→ Task: Among the lines below, list those containing the string "InvalidPath".

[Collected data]
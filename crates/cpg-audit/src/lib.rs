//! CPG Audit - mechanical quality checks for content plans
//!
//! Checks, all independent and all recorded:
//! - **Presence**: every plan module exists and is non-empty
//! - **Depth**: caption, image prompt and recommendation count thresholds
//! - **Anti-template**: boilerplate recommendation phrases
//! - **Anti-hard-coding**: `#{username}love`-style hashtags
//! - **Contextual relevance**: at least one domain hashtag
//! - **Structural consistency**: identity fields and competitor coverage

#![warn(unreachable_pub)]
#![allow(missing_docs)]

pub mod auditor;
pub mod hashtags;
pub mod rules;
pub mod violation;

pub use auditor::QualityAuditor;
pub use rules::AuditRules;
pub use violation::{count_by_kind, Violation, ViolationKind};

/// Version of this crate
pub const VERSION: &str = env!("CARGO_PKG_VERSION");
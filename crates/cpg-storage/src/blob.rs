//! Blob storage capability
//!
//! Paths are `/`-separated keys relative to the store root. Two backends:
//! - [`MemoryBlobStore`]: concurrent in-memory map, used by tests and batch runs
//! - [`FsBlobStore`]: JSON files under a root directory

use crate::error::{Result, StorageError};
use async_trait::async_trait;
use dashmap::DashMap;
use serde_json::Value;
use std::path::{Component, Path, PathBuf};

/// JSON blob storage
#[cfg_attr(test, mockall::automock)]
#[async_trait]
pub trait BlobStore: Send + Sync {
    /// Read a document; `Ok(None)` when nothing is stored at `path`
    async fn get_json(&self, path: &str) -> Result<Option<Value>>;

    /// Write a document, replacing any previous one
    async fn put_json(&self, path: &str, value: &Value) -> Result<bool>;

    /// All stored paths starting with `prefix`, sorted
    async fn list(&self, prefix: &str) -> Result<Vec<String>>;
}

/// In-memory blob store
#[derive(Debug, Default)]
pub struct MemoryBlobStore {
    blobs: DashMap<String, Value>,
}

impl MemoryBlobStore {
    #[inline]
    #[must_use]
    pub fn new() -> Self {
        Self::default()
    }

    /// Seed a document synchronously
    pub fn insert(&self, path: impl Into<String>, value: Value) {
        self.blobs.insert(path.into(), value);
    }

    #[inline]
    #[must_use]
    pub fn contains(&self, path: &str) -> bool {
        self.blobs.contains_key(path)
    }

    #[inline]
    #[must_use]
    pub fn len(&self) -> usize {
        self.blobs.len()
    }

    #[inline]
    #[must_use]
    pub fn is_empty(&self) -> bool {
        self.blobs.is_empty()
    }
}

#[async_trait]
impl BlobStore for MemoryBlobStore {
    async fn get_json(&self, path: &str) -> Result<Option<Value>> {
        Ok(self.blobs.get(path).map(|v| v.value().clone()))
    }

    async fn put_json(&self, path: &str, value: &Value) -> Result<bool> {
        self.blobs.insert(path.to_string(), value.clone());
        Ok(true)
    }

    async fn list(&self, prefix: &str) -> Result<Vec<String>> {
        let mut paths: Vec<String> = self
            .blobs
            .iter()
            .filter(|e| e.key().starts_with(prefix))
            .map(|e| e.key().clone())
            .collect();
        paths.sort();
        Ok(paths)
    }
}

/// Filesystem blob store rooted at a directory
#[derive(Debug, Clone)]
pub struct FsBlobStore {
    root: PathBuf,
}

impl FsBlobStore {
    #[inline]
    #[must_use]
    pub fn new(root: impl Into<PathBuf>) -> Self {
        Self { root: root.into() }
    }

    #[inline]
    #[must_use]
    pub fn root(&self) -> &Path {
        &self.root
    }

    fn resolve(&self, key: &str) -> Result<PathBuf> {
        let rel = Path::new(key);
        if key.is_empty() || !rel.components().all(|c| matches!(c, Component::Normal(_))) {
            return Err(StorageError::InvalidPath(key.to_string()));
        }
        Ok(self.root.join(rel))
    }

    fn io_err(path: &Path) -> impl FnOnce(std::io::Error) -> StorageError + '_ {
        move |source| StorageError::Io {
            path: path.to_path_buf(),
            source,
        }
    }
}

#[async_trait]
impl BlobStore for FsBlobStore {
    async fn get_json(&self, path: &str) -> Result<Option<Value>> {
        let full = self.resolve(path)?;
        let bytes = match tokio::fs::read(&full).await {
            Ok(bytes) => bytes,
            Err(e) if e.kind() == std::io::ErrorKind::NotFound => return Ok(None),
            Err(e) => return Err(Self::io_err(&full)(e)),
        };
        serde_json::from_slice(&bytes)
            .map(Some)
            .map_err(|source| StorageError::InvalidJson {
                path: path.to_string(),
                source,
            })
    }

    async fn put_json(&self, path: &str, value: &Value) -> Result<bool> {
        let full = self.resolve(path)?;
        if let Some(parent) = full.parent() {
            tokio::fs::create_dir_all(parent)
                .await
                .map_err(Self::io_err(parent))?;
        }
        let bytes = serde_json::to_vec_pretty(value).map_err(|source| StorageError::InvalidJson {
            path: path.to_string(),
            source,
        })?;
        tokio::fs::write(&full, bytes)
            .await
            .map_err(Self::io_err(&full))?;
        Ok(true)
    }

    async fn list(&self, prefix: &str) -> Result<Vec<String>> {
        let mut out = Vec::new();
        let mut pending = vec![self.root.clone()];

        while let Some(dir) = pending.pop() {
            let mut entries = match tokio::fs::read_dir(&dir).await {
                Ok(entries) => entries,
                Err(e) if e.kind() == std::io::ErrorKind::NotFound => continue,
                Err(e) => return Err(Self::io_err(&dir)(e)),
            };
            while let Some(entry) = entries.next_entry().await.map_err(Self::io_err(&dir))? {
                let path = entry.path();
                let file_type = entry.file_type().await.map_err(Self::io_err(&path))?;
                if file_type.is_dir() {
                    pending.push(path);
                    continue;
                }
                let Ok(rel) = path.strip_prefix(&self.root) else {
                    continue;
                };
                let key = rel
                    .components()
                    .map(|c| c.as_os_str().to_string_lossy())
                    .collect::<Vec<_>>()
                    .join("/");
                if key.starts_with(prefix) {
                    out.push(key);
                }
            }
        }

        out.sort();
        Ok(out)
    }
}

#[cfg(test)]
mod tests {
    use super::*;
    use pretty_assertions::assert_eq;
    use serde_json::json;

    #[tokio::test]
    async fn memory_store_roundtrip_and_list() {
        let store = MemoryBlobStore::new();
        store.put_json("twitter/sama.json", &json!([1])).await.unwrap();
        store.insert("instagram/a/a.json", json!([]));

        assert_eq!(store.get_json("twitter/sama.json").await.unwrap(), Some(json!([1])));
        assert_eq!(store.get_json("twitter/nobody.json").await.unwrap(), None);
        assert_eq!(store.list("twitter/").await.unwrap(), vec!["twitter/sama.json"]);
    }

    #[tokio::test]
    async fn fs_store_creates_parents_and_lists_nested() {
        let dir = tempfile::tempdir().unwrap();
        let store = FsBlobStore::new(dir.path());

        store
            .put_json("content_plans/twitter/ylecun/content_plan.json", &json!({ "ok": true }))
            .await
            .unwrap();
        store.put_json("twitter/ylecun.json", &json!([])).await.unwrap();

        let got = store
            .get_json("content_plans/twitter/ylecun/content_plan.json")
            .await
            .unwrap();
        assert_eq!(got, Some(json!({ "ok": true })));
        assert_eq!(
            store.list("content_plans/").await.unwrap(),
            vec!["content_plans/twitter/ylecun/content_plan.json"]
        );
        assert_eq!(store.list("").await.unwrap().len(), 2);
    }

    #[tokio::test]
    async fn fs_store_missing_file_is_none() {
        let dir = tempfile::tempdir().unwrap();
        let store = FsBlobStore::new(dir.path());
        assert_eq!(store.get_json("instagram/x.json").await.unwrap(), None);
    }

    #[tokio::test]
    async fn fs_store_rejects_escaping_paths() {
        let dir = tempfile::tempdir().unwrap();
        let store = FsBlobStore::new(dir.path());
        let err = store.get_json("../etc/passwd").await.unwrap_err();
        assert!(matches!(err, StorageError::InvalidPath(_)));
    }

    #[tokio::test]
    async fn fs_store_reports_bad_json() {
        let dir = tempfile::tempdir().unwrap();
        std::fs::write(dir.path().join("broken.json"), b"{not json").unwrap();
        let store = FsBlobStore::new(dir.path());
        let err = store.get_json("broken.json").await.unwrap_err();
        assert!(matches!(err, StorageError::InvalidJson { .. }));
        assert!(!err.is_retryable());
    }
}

→ Answer to this problem:
            return Err(StorageError::InvalidPath(key.to_string()));
        assert!(matches!(err, StorageError::InvalidPath(_)));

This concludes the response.